• RECORD SET:
--------------------

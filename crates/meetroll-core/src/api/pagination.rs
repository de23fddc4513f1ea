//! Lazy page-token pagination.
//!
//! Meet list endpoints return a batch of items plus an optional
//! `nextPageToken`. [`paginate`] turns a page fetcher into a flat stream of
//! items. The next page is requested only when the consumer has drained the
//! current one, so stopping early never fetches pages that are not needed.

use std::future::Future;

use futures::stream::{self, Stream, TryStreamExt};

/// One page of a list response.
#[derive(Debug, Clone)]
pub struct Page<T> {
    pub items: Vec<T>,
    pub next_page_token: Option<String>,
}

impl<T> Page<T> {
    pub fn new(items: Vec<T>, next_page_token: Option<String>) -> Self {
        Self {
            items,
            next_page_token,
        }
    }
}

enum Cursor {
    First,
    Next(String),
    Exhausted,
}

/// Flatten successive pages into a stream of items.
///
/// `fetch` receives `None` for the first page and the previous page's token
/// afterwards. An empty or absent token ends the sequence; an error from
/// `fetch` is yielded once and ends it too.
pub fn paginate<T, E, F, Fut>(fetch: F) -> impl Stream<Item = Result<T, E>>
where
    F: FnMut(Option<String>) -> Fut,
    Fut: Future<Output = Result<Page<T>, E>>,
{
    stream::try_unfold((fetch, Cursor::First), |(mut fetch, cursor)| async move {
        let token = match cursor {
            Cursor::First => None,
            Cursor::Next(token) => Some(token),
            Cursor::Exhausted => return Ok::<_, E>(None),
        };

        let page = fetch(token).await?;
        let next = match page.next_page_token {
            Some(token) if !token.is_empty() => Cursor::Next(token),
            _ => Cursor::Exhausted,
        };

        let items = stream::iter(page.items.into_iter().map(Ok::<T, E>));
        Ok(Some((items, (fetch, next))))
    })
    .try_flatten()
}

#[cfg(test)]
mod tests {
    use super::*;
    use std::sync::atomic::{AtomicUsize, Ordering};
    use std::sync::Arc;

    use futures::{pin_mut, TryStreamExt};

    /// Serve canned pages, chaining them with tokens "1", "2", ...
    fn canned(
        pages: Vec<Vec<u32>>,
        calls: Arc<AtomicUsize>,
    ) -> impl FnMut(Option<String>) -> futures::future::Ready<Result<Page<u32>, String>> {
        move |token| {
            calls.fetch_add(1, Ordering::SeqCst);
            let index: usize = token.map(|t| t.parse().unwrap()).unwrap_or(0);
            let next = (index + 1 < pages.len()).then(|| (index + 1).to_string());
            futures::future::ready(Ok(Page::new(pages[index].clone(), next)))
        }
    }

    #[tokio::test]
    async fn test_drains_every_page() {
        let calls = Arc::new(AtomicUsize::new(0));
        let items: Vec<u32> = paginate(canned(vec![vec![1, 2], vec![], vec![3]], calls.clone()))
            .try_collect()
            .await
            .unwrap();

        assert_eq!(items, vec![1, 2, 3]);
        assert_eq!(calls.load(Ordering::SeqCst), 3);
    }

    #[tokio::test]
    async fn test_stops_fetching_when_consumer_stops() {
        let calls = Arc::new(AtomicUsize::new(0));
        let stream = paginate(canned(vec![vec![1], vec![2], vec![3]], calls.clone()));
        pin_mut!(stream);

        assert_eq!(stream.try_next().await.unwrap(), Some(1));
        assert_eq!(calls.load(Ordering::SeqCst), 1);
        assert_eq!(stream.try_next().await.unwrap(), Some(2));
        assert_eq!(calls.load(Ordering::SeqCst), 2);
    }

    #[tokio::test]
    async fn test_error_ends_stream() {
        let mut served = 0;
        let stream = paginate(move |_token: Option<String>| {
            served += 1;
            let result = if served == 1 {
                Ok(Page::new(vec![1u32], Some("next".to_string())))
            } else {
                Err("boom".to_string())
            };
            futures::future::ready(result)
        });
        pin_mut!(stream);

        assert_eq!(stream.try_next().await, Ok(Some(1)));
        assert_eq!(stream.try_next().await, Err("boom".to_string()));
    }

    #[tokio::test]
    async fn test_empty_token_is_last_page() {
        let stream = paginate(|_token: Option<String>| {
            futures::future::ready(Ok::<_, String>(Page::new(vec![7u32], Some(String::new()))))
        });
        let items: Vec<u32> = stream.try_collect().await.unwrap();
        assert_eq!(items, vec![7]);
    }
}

--------------------

• EXERCISE INSTRUCTIONS:
Working from the entries above, filter out every line that lacks "SeqCst" and copy what remains.

• ANSWER:
            calls.fetch_add(1, Ordering::SeqCst);
        assert_eq!(calls.load(Ordering::SeqCst), 3);
        assert_eq!(calls.load(Ordering::SeqCst), 1);
        assert_eq!(calls.load(Ordering::SeqCst), 2);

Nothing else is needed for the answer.